[Dataset entries]
┄┄┄┄┄┄

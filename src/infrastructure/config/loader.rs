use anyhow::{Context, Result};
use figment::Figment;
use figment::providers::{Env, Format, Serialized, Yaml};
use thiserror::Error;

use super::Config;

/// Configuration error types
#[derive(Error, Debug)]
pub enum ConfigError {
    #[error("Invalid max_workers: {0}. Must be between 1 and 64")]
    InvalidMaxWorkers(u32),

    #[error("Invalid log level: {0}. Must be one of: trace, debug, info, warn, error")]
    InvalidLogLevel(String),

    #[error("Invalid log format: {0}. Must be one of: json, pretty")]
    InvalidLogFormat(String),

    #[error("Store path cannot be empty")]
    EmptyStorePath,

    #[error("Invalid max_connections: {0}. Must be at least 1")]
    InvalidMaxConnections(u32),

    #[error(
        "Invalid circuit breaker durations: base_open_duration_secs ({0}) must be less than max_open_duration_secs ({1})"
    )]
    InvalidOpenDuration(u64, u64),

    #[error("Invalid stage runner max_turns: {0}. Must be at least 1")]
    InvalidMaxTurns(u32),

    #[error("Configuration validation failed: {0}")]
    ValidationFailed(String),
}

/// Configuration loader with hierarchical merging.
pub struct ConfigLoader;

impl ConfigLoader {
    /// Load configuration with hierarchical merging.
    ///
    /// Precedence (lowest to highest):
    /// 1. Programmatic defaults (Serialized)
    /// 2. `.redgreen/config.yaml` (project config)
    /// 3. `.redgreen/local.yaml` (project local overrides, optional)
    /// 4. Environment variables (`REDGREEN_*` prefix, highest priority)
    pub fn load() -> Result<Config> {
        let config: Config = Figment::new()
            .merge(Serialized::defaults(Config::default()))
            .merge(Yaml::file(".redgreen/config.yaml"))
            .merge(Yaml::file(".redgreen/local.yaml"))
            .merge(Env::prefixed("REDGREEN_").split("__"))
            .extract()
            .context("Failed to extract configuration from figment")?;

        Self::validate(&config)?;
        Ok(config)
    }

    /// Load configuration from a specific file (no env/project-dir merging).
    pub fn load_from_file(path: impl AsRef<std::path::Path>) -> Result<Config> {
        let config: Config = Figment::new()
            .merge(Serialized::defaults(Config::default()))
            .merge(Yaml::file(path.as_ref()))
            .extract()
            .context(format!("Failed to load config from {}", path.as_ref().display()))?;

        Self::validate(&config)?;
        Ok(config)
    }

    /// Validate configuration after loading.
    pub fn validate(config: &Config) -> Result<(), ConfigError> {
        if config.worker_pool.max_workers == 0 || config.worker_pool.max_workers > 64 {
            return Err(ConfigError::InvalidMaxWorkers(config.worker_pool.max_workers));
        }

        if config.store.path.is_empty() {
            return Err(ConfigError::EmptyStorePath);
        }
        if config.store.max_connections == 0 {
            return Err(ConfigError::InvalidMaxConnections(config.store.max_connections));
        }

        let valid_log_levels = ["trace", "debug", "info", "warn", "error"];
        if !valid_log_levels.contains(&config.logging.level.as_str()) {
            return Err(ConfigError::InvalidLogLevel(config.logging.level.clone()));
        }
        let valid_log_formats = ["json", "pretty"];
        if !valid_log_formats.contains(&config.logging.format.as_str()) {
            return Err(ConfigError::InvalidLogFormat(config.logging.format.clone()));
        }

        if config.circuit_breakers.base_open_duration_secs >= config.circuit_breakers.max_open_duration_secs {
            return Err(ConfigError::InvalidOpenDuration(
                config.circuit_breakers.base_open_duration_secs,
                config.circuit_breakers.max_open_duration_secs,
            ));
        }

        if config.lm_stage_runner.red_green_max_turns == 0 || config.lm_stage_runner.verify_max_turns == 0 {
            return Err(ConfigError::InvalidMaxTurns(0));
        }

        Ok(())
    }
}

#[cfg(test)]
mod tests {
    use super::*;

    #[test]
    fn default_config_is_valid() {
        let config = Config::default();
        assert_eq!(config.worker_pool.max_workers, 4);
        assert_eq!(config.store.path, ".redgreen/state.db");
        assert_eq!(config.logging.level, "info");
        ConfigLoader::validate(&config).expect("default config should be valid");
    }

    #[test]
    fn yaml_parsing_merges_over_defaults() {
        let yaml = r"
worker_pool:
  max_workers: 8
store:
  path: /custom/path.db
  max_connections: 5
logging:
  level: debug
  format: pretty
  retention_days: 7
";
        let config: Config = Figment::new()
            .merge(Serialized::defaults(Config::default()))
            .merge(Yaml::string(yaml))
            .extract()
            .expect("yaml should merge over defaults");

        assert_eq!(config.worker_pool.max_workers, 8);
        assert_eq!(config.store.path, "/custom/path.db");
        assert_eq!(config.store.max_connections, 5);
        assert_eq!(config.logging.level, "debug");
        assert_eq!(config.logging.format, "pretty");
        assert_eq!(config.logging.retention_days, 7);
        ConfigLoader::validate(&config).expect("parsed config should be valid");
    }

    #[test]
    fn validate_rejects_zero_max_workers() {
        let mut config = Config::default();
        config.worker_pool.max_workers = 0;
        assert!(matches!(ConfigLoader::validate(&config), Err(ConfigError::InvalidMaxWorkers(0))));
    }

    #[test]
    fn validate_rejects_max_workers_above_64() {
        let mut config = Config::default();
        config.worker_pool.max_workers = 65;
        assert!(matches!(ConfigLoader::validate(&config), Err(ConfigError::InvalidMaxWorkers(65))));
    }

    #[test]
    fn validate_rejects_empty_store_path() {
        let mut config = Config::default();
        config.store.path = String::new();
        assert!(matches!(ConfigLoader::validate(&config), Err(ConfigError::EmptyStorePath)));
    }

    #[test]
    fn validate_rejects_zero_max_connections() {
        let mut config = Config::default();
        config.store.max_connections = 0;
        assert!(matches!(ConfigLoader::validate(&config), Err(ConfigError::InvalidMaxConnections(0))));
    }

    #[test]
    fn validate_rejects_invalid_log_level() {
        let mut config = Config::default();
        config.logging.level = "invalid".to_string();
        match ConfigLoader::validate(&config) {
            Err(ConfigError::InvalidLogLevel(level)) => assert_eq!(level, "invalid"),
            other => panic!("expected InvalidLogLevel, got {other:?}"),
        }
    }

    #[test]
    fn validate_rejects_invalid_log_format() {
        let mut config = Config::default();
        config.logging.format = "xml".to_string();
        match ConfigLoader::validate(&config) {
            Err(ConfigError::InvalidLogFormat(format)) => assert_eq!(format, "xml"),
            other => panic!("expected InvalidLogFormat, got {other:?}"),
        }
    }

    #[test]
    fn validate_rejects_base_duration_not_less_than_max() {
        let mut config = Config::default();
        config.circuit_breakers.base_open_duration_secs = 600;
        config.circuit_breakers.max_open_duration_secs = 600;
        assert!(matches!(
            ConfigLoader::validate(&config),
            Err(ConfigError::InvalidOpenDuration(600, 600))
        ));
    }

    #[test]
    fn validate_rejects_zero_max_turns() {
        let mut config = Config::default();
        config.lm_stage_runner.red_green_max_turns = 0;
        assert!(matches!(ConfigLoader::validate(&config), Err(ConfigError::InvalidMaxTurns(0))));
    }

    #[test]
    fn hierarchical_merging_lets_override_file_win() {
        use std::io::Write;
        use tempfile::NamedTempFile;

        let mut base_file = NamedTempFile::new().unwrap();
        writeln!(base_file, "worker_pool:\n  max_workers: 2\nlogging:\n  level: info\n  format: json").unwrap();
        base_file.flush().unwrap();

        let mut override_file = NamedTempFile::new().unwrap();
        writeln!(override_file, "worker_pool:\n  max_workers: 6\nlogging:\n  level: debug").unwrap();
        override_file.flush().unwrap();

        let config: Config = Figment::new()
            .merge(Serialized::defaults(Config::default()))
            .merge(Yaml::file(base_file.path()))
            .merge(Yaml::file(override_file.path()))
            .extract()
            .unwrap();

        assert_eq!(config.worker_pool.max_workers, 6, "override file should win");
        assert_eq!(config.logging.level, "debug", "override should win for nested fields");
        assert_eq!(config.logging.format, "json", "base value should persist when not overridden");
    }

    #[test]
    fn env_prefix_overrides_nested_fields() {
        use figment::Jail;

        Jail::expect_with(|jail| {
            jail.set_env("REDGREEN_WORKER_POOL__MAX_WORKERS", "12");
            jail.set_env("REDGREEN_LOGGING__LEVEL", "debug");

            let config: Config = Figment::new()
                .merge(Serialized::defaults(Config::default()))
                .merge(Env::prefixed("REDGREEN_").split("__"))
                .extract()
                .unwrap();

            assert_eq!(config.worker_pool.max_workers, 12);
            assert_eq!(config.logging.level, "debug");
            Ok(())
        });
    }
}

┄┄┄┄┄┄

Task statement: Search the data above for the word "InvalidMaxConnections", then gather each line in which it appears.

Your solution:
    InvalidMaxConnections(u32),
            return Err(ConfigError::InvalidMaxConnections(config.store.max_connections));
        assert!(matches!(ConfigLoader::validate(&config), Err(ConfigError::InvalidMaxConnections(0))));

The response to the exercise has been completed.